»Shed« – Trendgastronomie in altvertrauten Räumen
Einige schmerzliche gastronomische Verluste altgedienter Institutionen hatte der Reuterkiez in den letzten Monaten zu verzeichnen. Auf der Pannierstraße klemmte Wirt Peter die stets gut durchspülten Zapfhähne seines »Dunmore Cave Pub« ab, das »Julini« stellte seine kreative, alpin beeinflusste Rustikalküche ein, das über die Jahrzehnte etwas abgenutzte »La Musica« mit seiner günstigen, hipsterfreien, familienfreundlichen Cucina schloss. Im prächtigen Altbau auf der Friedel- Ecke Weserstraße lief die Pacht für die feinen katalanischen Tapas des »Txokoa« und die griechischen Meze für »Blaue Tische« aus und auch den geräumigen italienischen Imbiss »Pizza a Pezzi« gibt es am Reuterplatz nicht mehr.

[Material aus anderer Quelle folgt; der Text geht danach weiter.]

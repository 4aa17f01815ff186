use serde::{Deserialize, Serialize};

use crate::error::ConfigError;

/// Largest accepted material thickness, in inches.
pub const MAX_THICKNESS_INCHES: f64 = 0.25;

/// Base metal of a material.
#[derive(Debug, Clone, Copy, PartialEq, Eq, Hash, Serialize, Deserialize)]
#[serde(rename_all = "lowercase")]
pub enum MaterialKind {
    Copper,
    Steel,
    Aluminum,
    Stainless,
}

/// Sheet stock that profiles are formed from.
///
/// All lengths are in inches. Construct through [`Material::validated`] (or
/// load through a catalog) so the bend and width calculations can assume
/// sane values.
#[derive(Debug, Clone, PartialEq, Serialize, Deserialize)]
#[serde(rename_all = "camelCase")]
pub struct Material {
    pub id: String,
    pub name: String,
    #[serde(rename = "type")]
    pub kind: MaterialKind,
    /// Trade designation of the gauge, e.g. `24 Ga` or `16 oz`.
    #[serde(default)]
    pub gauge: String,
    #[serde(default, skip_serializing_if = "Option::is_none")]
    pub finish: Option<String>,
    pub thickness_inches: f64,
    pub k_factor: f64,
    /// Price of one full sheet.
    pub sheet_price: f64,
    pub sheet_width: f64,
    pub sheet_length: f64,
    /// Stockable strip widths.
    pub allowed_widths: Vec<f64>,
}

impl Material {
    /// Validates the material, returning it unchanged on success.
    ///
    /// # Errors
    ///
    /// Returns an error if thickness, K-factor, price, sheet size or any
    /// allowed width is out of range, or if no allowed widths are given.
    pub fn validated(self) -> Result<Self, ConfigError> {
        self.validate()?;
        Ok(self)
    }

    /// Checks every range constraint on the material.
    ///
    /// # Errors
    ///
    /// See [`Material::validated`].
    pub fn validate(&self) -> Result<(), ConfigError> {
        check_thickness(self.thickness_inches)?;
        check_k_factor(self.k_factor)?;
        check_positive("sheet_price", self.sheet_price)?;
        check_positive("sheet_width", self.sheet_width)?;
        check_positive("sheet_length", self.sheet_length)?;
        if self.allowed_widths.is_empty() {
            return Err(ConfigError::EmptyAllowedWidths(self.id.clone()));
        }
        for &width in &self.allowed_widths {
            check_positive("allowed_width", width)?;
        }
        Ok(())
    }

    /// Widest strip that can be produced: `min(sheet_width, max(allowed_widths))`.
    #[must_use]
    pub fn max_allowed_width(&self) -> f64 {
        let widest = self
            .allowed_widths
            .iter()
            .copied()
            .fold(f64::NEG_INFINITY, f64::max);
        if widest.is_finite() {
            self.sheet_width.min(widest)
        } else {
            self.sheet_width
        }
    }

    /// Updates the sheet price.
    ///
    /// # Errors
    ///
    /// Returns an error if `price` is not positive.
    pub fn set_sheet_price(&mut self, price: f64) -> Result<(), ConfigError> {
        check_positive("sheet_price", price)?;
        self.sheet_price = price;
        Ok(())
    }

    /// Updates the thickness.
    ///
    /// # Errors
    ///
    /// Returns an error if `inches` is outside `(0, 0.25]`.
    pub fn set_thickness(&mut self, inches: f64) -> Result<(), ConfigError> {
        check_thickness(inches)?;
        self.thickness_inches = inches;
        Ok(())
    }

    /// Updates the K-factor.
    ///
    /// # Errors
    ///
    /// Returns an error if `k` is outside `(0, 1)`.
    pub fn set_k_factor(&mut self, k: f64) -> Result<(), ConfigError> {
        check_k_factor(k)?;
        self.k_factor = k;
        Ok(())
    }

    /// Human-readable summary, e.g. `24 Ga Kynar Steel (0.0276")`.
    #[must_use]
    pub fn description(&self) -> String {
        format!("{} ({}\")", self.name, self.thickness_inches)
    }
}

fn check_thickness(value: f64) -> Result<(), ConfigError> {
    if value > 0.0 && value <= MAX_THICKNESS_INCHES {
        Ok(())
    } else {
        Err(ConfigError::ParameterOutOfRange {
            parameter: "thickness_inches",
            value,
            min: 0.0,
            max: MAX_THICKNESS_INCHES,
        })
    }
}

fn check_k_factor(value: f64) -> Result<(), ConfigError> {
    if value > 0.0 && value < 1.0 {
        Ok(())
    } else {
        Err(ConfigError::ParameterOutOfRange {
            parameter: "k_factor",
            value,
            min: 0.0,
            max: 1.0,
        })
    }
}

pub(crate) fn check_positive(parameter: &'static str, value: f64) -> Result<(), ConfigError> {
    if value > 0.0 && value.is_finite() {
        Ok(())
    } else {
        Err(ConfigError::NonPositive { parameter, value })
    }
}
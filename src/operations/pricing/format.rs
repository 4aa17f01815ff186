use serde::{Deserialize, Serialize};

/// Currency a quote is displayed in.
#[derive(Debug, Clone, Copy, PartialEq, Eq, Hash, Default, Serialize, Deserialize)]
#[serde(rename_all = "UPPERCASE")]
pub enum Currency {
    #[default]
    Usd,
    Eur,
    Pln,
}

impl Currency {
    /// Symbol printed before the amount.
    #[must_use]
    pub fn symbol(self) -> &'static str {
        match self {
            Self::Usd => "$",
            Self::Eur => "€",
            Self::Pln => "zł",
        }
    }
}

/// Formats an amount with two decimals, e.g. `$29.10`.
#[must_use]
pub fn format_price(amount: f64, currency: Currency) -> String {
    format!("{}{amount:.2}", currency.symbol())
}
pub mod bounds;
pub mod intersect_2d;
pub mod polygon_2d;
pub mod predicates;

pub use bounds::Bounds;
pub use intersect_2d::{segment_intersect, SegmentIntersection};
pub use polygon_2d::{locate_point, point_in_ring, winding_number, PointLocation};
pub use predicates::{orientation, Orientation};

/// 2D point type.
pub type Point2 = nalgebra::Point2<f64>;

/// 2D vector type.
pub type Vector2 = nalgebra::Vector2<f64>;
use super::intersect_2d::collinear_between;
use super::predicates::{orientation, Orientation};
use super::Point2;

/// Classification of a point relative to a closed ring.
#[derive(Debug, Clone, Copy, PartialEq, Eq)]
pub enum PointLocation {
    Inside,
    Outside,
    OnBoundary,
}

/// Computes the signed area of a closed polygon (shoelace formula).
///
/// Positive for counter-clockwise, negative for clockwise.
#[must_use]
pub fn signed_area_2d(points: &[Point2]) -> f64 {
    let n = points.len();
    if n < 3 {
        return 0.0;
    }
    // Anchor at the first vertex to limit cancellation for far-away coordinates.
    let origin = points[0];
    let mut sum = 0.0;
    for i in 1..n - 1 {
        let a = points[i] - origin;
        let b = points[i + 1] - origin;
        sum += a.x * b.y - b.x * a.y;
    }
    sum * 0.5
}

/// Returns `true` if every vertex lies on one line (or there are fewer than 3).
#[must_use]
pub fn is_collinear(points: &[Point2]) -> bool {
    let Some(first) = points.first() else {
        return true;
    };
    let Some(second) = points.iter().find(|p| *p != first) else {
        return true;
    };
    points
        .iter()
        .all(|p| orientation(first, second, p) == Orientation::Collinear)
}

/// Rotates a closed polygon so it starts at the leftmost vertex (smallest x),
/// breaking ties by smallest y. Ensures deterministic output.
#[must_use]
pub fn rotate_to_canonical_start<T: Copy>(points: &[T], key: impl Fn(&T) -> (f64, f64)) -> Vec<T> {
    if points.len() < 2 {
        return points.to_vec();
    }
    let mut best = 0;
    for (i, pt) in points.iter().enumerate().skip(1) {
        let (x, y) = key(pt);
        let (bx, by) = key(&points[best]);
        if x < bx || (x == bx && y < by) {
            best = i;
        }
    }
    let mut rotated = Vec::with_capacity(points.len());
    rotated.extend_from_slice(&points[best..]);
    rotated.extend_from_slice(&points[..best]);
    rotated
}

/// Returns the leftmost-bottommost vertex of a polygon.
#[must_use]
pub fn leftmost_bottom(points: &[Point2]) -> Option<Point2> {
    points.iter().copied().reduce(|best, pt| {
        if pt.x < best.x || (pt.x == best.x && pt.y < best.y) {
            pt
        } else {
            best
        }
    })
}

/// Winding number of a closed ring around `p`.
///
/// Counts signed crossings of the upward/downward edges with the horizontal
/// ray to the right of `p`; the crossing side is decided with the exact
/// orientation predicate. Points on the boundary get an unspecified value;
/// use [`locate_point`] when the boundary matters.
#[must_use]
pub fn winding_number(p: &Point2, ring: &[Point2]) -> i32 {
    let n = ring.len();
    let mut winding = 0;
    for i in 0..n {
        let a = &ring[i];
        let b = &ring[(i + 1) % n];
        if a.y <= p.y {
            if b.y > p.y && orientation(a, b, p) == Orientation::Left {
                winding += 1;
            }
        } else if b.y <= p.y && orientation(a, b, p) == Orientation::Right {
            winding -= 1;
        }
    }
    winding
}

/// Nonzero-winding inside test.
#[must_use]
pub fn point_in_ring(p: &Point2, ring: &[Point2]) -> bool {
    winding_number(p, ring) != 0
}

/// Locates `p` against a ring, detecting boundary points exactly.
#[must_use]
pub fn locate_point(p: &Point2, ring: &[Point2]) -> PointLocation {
    let n = ring.len();
    for i in 0..n {
        let a = &ring[i];
        let b = &ring[(i + 1) % n];
        if orientation(a, b, p) == Orientation::Collinear && collinear_between(a, b, p) {
            return PointLocation::OnBoundary;
        }
    }
    if point_in_ring(p, ring) {
        PointLocation::Inside
    } else {
        PointLocation::Outside
    }
}
use crate::error::Result;
use crate::geometry::PolygonSet;

use super::engine::boolean_execute;
use super::options::BooleanOptions;
use super::select::Operation;

/// Computes the boolean union of two polygon sets.
pub struct Union<'a> {
    a: &'a PolygonSet,
    b: &'a PolygonSet,
    options: BooleanOptions,
}

impl<'a> Union<'a> {
    /// Creates a new `Union` operation.
    #[must_use]
    pub fn new(a: &'a PolygonSet, b: &'a PolygonSet) -> Self {
        Self {
            a,
            b,
            options: BooleanOptions::default(),
        }
    }

    #[must_use]
    pub fn with_options(mut self, options: BooleanOptions) -> Self {
        self.options = options;
        self
    }

    /// Executes the union.
    ///
    /// # Errors
    ///
    /// Returns an error if either input is malformed or the arrangement
    /// cannot be built.
    pub fn execute(&self) -> Result<PolygonSet> {
        boolean_execute(self.a, self.b, Operation::Union, &self.options)
    }
}

/// Dissolves the polygons of one set into non-overlapping polygons covering
/// the same area.
///
/// # Errors
///
/// Returns an error if the set is malformed or the arrangement cannot be
/// built.
pub fn union_components(set: &PolygonSet) -> Result<PolygonSet> {
    boolean_execute(set, &PolygonSet::empty(), Operation::Union, &BooleanOptions::default())
}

In den Eckräumen des »La Musica« haben sich die Macher des Hotspots für neapolitanisch gebackene Hanfteigfladen, des »W Pizza« am Weigandufer, ein paar Ecken weiter, seit Januar ein neues zusätzliches Domizil geschaffen – als selbstdefinierte »Nachbarschafts-Weinbar mit Essen«. Im Januar 2020 haben die Besitzer Darius Suski und Łukasz Sołowiej ihr »Shed«, englisch für Stall oder Schuppen, eröffnet. Unscheinbar von außen, in sparsamem, graubetonten Bistrostil, jedoch nicht ungemütlich eingerichtet. Statt mit Bildern mit einigen Wandteppichen sowie getrockneten Gräsern und Zweigen ist alles dezent ländlich dekoriert.

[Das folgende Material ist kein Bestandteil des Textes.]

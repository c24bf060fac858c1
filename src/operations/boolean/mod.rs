pub mod arrangement;
mod assemble;
mod classify;
mod engine;
mod intersect_op;
mod merge;
pub mod noding;
mod options;
mod select;
pub mod snap;
mod subtract;
mod union;
mod xor;

pub use assemble::assemble_result;
pub use classify::classify_faces;
pub use engine::{boolean_execute, boolean_op, BooleanOperation};
pub use intersect_op::Intersect;
pub use merge::{merge_regions, Regions};
pub use options::BooleanOptions;
pub use select::{select_faces, Operation};
pub use subtract::Subtract;
pub use union::{union_components, Union};
pub use xor::Xor;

Naturweine, Pet Nats (in der Flasche durchgegorene, trockene Naturperlweine), Champagner und mehr sprechen wohl eher einkunftsstärkere neue Nachbarn an. Doch die kenntnisreiche Weinauswahl (das offene Achtel allerdings für mindestens 4,50 Euro), der freundliche Service, die reduzierte, unaufgeregte Einrichtung und die sechs gezapften Biere (darunter Ducksteiner, belgisches Grimberger oder italienisches Poretti Lager) sind nicht 08/15. Je über gut 20 rote und weiße Weine aus Frankreich, Spanien, Italien, Südafrika, Österreich, Deutschland und auch Kroatien und Rumänien hält die Karte ab 25 Euro die Flasche für Entdeckungs-, Beratungs- und Spendierfreudige parat. Dass Lambrusco längst keine süß-billige Prickelbrause mehr ist, lässt sich hier eindrucksvoll lernen.

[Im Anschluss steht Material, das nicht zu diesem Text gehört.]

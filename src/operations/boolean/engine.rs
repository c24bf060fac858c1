use tracing::{debug, info, instrument};

use crate::error::Result;
use crate::geometry::{FillRule, PolygonSet};
use crate::math::{Bounds, Point2};
use crate::operations::validate::prepare_operand;

use super::arrangement::Arrangement;
use super::assemble::assemble_result;
use super::classify::classify_faces;
use super::merge::merge_regions;
use super::noding::{node_segments, Segment};
use super::options::BooleanOptions;
use super::select::{select_faces, Operation};
use super::snap::{InputVertices, SnapGrid};

/// Executes a boolean operation on two polygon sets.
///
/// Runs the full pipeline: input preparation, snapping, noding, arrangement
/// construction, face classification, selection, region merging and output
/// assembly. Neither input is modified.
///
/// # Errors
///
/// Returns a [`DataError`](crate::error::DataError) for invalid options or
/// non-finite input coordinates, and a
/// [`GeometryError`](crate::error::GeometryError) if the arrangement cannot
/// be built or traced.
#[instrument(skip(source, clip, options), fields(source_polygons = source.len(), clip_polygons = clip.len()))]
pub fn boolean_execute(
    source: &PolygonSet,
    clip: &PolygonSet,
    op: Operation,
    options: &BooleanOptions,
) -> Result<PolygonSet> {
    options.validate()?;

    // Step 1: drop degenerate rings and orient the rest
    let operands = [prepare_operand(source)?, prepare_operand(clip)?];
    let extents = [ring_bounds(&operands[0]), ring_bounds(&operands[1])];

    // Step 2: bounding-box early-outs
    let combined = match extents {
        [Some(a), Some(b)] => {
            if op == Operation::Intersect && !a.overlaps(&b) {
                debug!("operands are disjoint");
                return Ok(PolygonSet::empty());
            }
            a.union(&b)
        }
        [Some(only), None] | [None, Some(only)] => {
            if op == Operation::Intersect {
                return Ok(PolygonSet::empty());
            }
            only
        }
        [None, None] => return Ok(PolygonSet::empty()),
    };

    // Step 3: snap every ring edge to the grid
    let grid = SnapGrid::new(&combined, options.snap_tolerance)?;
    let mut segments = Vec::new();
    let mut inputs = InputVertices::new();
    for (operand, rings) in operands.iter().enumerate() {
        for ring in rings {
            push_ring_segments(&mut segments, &mut inputs, ring, operand, &grid);
        }
    }
    debug!(segments = segments.len(), cell = grid.cell(), "snapped input edges");

    // Step 4: node until no two segments cross
    let noded = node_segments(segments)?;
    if noded.is_empty() {
        debug!("all input edges cancelled");
        return Ok(PolygonSet::empty());
    }

    // Step 5: build and label the planar arrangement
    let mut arrangement = Arrangement::build(&noded)?;
    debug!(
        vertices = arrangement.vertices.len(),
        half_edges = arrangement.half_edges.len(),
        faces = arrangement.faces.len(),
        "built arrangement"
    );
    classify_faces(&mut arrangement, options.fill_rule)?;

    // Step 6: pick result faces and trace them
    let kept = select_faces(&arrangement, op)?;
    let regions = merge_regions(&arrangement, &kept);
    let diagonal = combined.diagonal();
    let min_area = options.area_tolerance * diagonal * diagonal;
    let result = assemble_result(&arrangement, &kept, &regions, &grid, &inputs, min_area)?;

    info!(regions = regions.count(), polygons = result.len(), "boolean operation finished");
    Ok(result)
}

fn ring_bounds(rings: &[Vec<Point2>]) -> Option<Bounds> {
    Bounds::of_points(rings.iter().flatten())
}

/// Appends the snapped edges of a closed ring and records where its vertices
/// came from. Each edge counts once for its operand; edges that collapse to a
/// point are skipped.
fn push_ring_segments(
    segments: &mut Vec<Segment>,
    inputs: &mut InputVertices,
    ring: &[Point2],
    operand: usize,
    grid: &SnapGrid,
) {
    let mut snapped = Vec::with_capacity(ring.len());
    for p in ring {
        let g = grid.snap(p);
        inputs.insert(g, *p);
        snapped.push(g);
    }
    let mut wind = [0, 0];
    wind[operand] = 1;
    for (i, &a) in snapped.iter().enumerate() {
        let b = snapped[(i + 1) % snapped.len()];
        if a != b {
            segments.push(Segment::new(a, b, wind));
        }
    }
}

/// A configurable boolean operation between a source and a clip set.
///
/// ```
/// use polyset::geometry::{Polygon, PolygonSet, Ring};
/// use polyset::operations::boolean::{BooleanOperation, Operation};
///
/// let a = PolygonSet::new(vec![Polygon::from_outer(Ring::rectangle(0.0, 0.0, 2.0, 2.0))]);
/// let b = PolygonSet::new(vec![Polygon::from_outer(Ring::rectangle(1.0, 1.0, 3.0, 3.0))]);
/// let common = BooleanOperation::new(&a, &b, Operation::Intersect).execute().unwrap();
/// assert!((common.area() - 1.0).abs() < 1e-12);
/// ```
pub struct BooleanOperation<'a> {
    source: &'a PolygonSet,
    clip: &'a PolygonSet,
    op: Operation,
    options: BooleanOptions,
}

impl<'a> BooleanOperation<'a> {
    /// Creates a new `BooleanOperation` with default options.
    #[must_use]
    pub fn new(source: &'a PolygonSet, clip: &'a PolygonSet, op: Operation) -> Self {
        Self {
            source,
            clip,
            op,
            options: BooleanOptions::default(),
        }
    }

    #[must_use]
    pub fn with_options(mut self, options: BooleanOptions) -> Self {
        self.options = options;
        self
    }

    #[must_use]
    pub fn with_fill_rule(mut self, fill_rule: FillRule) -> Self {
        self.options.fill_rule = fill_rule;
        self
    }

    /// Executes the operation.
    ///
    /// # Errors
    ///
    /// See [`boolean_execute`].
    pub fn execute(&self) -> Result<PolygonSet> {
        boolean_execute(self.source, self.clip, self.op, &self.options)
    }
}

/// Computes `op` over two polygon sets with default options.
///
/// # Errors
///
/// See [`boolean_execute`].
pub fn boolean_op(source: &PolygonSet, clip: &PolygonSet, op: Operation) -> Result<PolygonSet> {
    boolean_execute(source, clip, op, &BooleanOptions::default())
}

#[cfg(test)]
#[allow(clippy::unwrap_used)]
mod tests {
    use approx::assert_relative_eq;

    use super::*;
    use crate::error::{DataError, PolysetError};
    use crate::geometry::{Polygon, Ring};

    fn square(x0: f64, y0: f64, x1: f64, y1: f64) -> PolygonSet {
        PolygonSet::new(vec![Polygon::from_outer(Ring::rectangle(x0, y0, x1, y1))])
    }

    fn p(x: f64, y: f64) -> Point2 {
        Point2::new(x, y)
    }

    #[test]
    fn overlapping_squares() {
        let a = square(0.0, 0.0, 10.0, 10.0);
        let b = square(5.0, 5.0, 15.0, 15.0);

        let intersect = boolean_op(&a, &b, Operation::Intersect).unwrap();
        assert_eq!(intersect.len(), 1);
        assert_relative_eq!(intersect.area(), 25.0);
        assert_eq!(intersect.polygons[0].outer.len(), 4);

        let union = boolean_op(&a, &b, Operation::Union).unwrap();
        assert_eq!(union.len(), 1);
        assert_relative_eq!(union.area(), 175.0);
        assert_eq!(union.polygons[0].outer.len(), 8);

        let xor = boolean_op(&a, &b, Operation::Xor).unwrap();
        assert_eq!(xor.len(), 2);
        assert_relative_eq!(xor.area(), 150.0);

        let difference = boolean_op(&a, &b, Operation::Difference).unwrap();
        assert_eq!(difference.len(), 1);
        assert_relative_eq!(difference.area(), 75.0);
        assert_eq!(difference.polygons[0].outer.len(), 6);
    }

    #[test]
    fn clip_inside_hole_misses_source() {
        let outer = Ring::rectangle(0.0, 0.0, 10.0, 10.0);
        let hole = Ring::rectangle(3.0, 3.0, 7.0, 7.0);
        let a = PolygonSet::new(vec![Polygon::new(outer, vec![hole])]);
        let b = square(4.0, 4.0, 6.0, 6.0);

        assert!(boolean_op(&a, &b, Operation::Intersect).unwrap().is_empty());

        let union = boolean_op(&a, &b, Operation::Union).unwrap();
        assert_eq!(union.len(), 2);
        assert_relative_eq!(union.area(), 100.0 - 16.0 + 4.0);
        let framed = union.iter().find(|poly| poly.holes.len() == 1).unwrap();
        assert_relative_eq!(framed.area(), 84.0);
    }

    #[test]
    fn difference_cuts_a_hole() {
        let a = square(0.0, 0.0, 10.0, 10.0);
        let b = square(2.0, 2.0, 4.0, 4.0);
        let result = boolean_op(&a, &b, Operation::Difference).unwrap();
        assert_eq!(result.len(), 1);
        assert_eq!(result.polygons[0].holes.len(), 1);
        assert!(result.polygons[0].holes[0].signed_area() < 0.0);
        assert_relative_eq!(result.area(), 96.0);
    }

    #[test]
    fn shared_edge_union_has_four_vertices() {
        let a = square(0.0, 0.0, 1.0, 1.0);
        let b = square(1.0, 0.0, 2.0, 1.0);
        let union = boolean_op(&a, &b, Operation::Union).unwrap();
        assert_eq!(union.len(), 1);
        assert_eq!(union.polygons[0].outer.points, vec![p(0.0, 0.0), p(2.0, 0.0), p(2.0, 1.0), p(0.0, 1.0)]);
    }

    #[test]
    fn corner_touch_stays_two_polygons() {
        let a = square(0.0, 0.0, 1.0, 1.0);
        let b = square(1.0, 1.0, 2.0, 2.0);
        let union = boolean_op(&a, &b, Operation::Union).unwrap();
        assert_eq!(union.len(), 2);
        assert!(boolean_op(&a, &b, Operation::Intersect).unwrap().is_empty());
    }

    #[test]
    fn disjoint_operands() {
        let a = square(0.0, 0.0, 1.0, 1.0);
        let b = square(5.0, 5.0, 6.0, 6.0);
        assert!(boolean_op(&a, &b, Operation::Intersect).unwrap().is_empty());
        assert_eq!(boolean_op(&a, &b, Operation::Union).unwrap().len(), 2);
        assert_eq!(boolean_op(&a, &b, Operation::Difference).unwrap(), a);
    }

    #[test]
    fn empty_operands() {
        let a = square(0.0, 0.0, 1.0, 1.0);
        let empty = PolygonSet::empty();
        assert!(boolean_op(&empty, &empty, Operation::Union).unwrap().is_empty());
        assert!(boolean_op(&a, &empty, Operation::Intersect).unwrap().is_empty());
        assert_eq!(boolean_op(&empty, &a, Operation::Union).unwrap(), a);
        assert_eq!(boolean_op(&a, &empty, Operation::Xor).unwrap(), a);
    }

    #[test]
    fn identical_operands() {
        let a = square(0.0, 0.0, 3.0, 2.0);
        assert_eq!(boolean_op(&a, &a, Operation::Union).unwrap(), a);
        assert_eq!(boolean_op(&a, &a, Operation::Intersect).unwrap(), a);
        assert!(boolean_op(&a, &a, Operation::Xor).unwrap().is_empty());
        assert!(boolean_op(&a, &a, Operation::Difference).unwrap().is_empty());
    }

    #[test]
    fn clockwise_input_is_reoriented() {
        let cw = PolygonSet::new(vec![Polygon::from_outer(Ring::rectangle(0.0, 0.0, 4.0, 4.0).reversed())]);
        let b = square(2.0, 0.0, 6.0, 4.0);
        let result = boolean_op(&cw, &b, Operation::Intersect).unwrap();
        assert_relative_eq!(result.area(), 8.0);
    }

    #[test]
    fn fill_rule_applies_to_overlapping_polygons() {
        let a = PolygonSet::new(vec![
            Polygon::from_outer(Ring::rectangle(0.0, 0.0, 4.0, 4.0)),
            Polygon::from_outer(Ring::rectangle(2.0, 0.0, 6.0, 4.0)),
        ]);
        let empty = PolygonSet::empty();

        let nonzero = BooleanOperation::new(&a, &empty, Operation::Union).execute().unwrap();
        assert_relative_eq!(nonzero.area(), 24.0);

        let even_odd = BooleanOperation::new(&a, &empty, Operation::Union)
            .with_fill_rule(FillRule::EvenOdd)
            .execute()
            .unwrap();
        assert_eq!(even_odd.len(), 2);
        assert_relative_eq!(even_odd.area(), 16.0);
    }

    #[test]
    fn non_finite_input_is_a_data_error() {
        let bad = PolygonSet::new(vec![Polygon::from_outer(Ring::new(vec![
            p(0.0, 0.0),
            p(f64::NAN, 0.0),
            p(1.0, 1.0),
        ]))]);
        let a = square(0.0, 0.0, 1.0, 1.0);
        assert!(matches!(
            boolean_op(&bad, &a, Operation::Union),
            Err(PolysetError::Data(DataError::NonFiniteCoordinate { .. }))
        ));
    }

    #[test]
    fn invalid_options_are_rejected() {
        let a = square(0.0, 0.0, 1.0, 1.0);
        let options = BooleanOptions::default().with_snap_tolerance(2.0);
        let result = BooleanOperation::new(&a, &a, Operation::Union).with_options(options).execute();
        assert!(matches!(
            result,
            Err(PolysetError::Data(DataError::InvalidParameter { parameter: "snap_tolerance", .. }))
        ));
    }

    #[test]
    fn area_tolerance_drops_thin_ring() {
        let a = square(0.0, 0.0, 10.0, 10.0);
        let b = square(0.0, 0.0, 10.0, 10.001);

        let kept = boolean_op(&a, &b, Operation::Xor).unwrap();
        assert_eq!(kept.len(), 1);
        assert_relative_eq!(kept.area(), 0.01, max_relative = 1e-4);

        let dropped = BooleanOperation::new(&a, &b, Operation::Xor)
            .with_options(BooleanOptions::default().with_area_tolerance(1e-3))
            .execute()
            .unwrap();
        assert!(dropped.is_empty());
    }

    #[test]
    fn input_vertices_are_not_moved_by_snapping() {
        let a = square(0.1, 0.1, 0.3, 0.7);
        assert_eq!(boolean_op(&a, &a, Operation::Union).unwrap(), a);

        let b = square(0.2, 0.3, 0.5, 0.9);
        let union = boolean_op(&a, &b, Operation::Union).unwrap();
        for corner in [p(0.1, 0.1), p(0.3, 0.1), p(0.5, 0.9), p(0.2, 0.9)] {
            assert!(union.polygons[0].outer.points.contains(&corner), "{corner:?} moved");
        }
    }

    #[test]
    fn coarse_snap_removes_sliver() {
        let a = square(0.0, 0.0, 10.0, 10.0);
        let b = square(0.0, 0.0, 10.000_000_001, 10.0);
        let xor = BooleanOperation::new(&a, &b, Operation::Xor)
            .with_options(BooleanOptions::default().with_snap_tolerance(1e-6))
            .execute()
            .unwrap();
        assert!(xor.is_empty());
    }
}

Für den jeweiligen Hunger oder das kulinarische Tête-à-tête gibt es Austern, saftig-mürbes Pastrami im Brioche-Sandwich, Raclettekäse auf Sauerteigbrot, gegrillten Oktopus, »dry aged« Tafelspitz oder deftige Wurst- und Käsebretter. Das »Shed« zeugt, wie schon diverse jüngere neue Weinbars in Nordneukölln, vom neuen Weininteresse und den kulinarischen Vorlieben der heutigen Gastronomiegeneration vor und hinter dem Tresen, unkompliziert, jedoch mit Anspruch und Produktbewusstsein.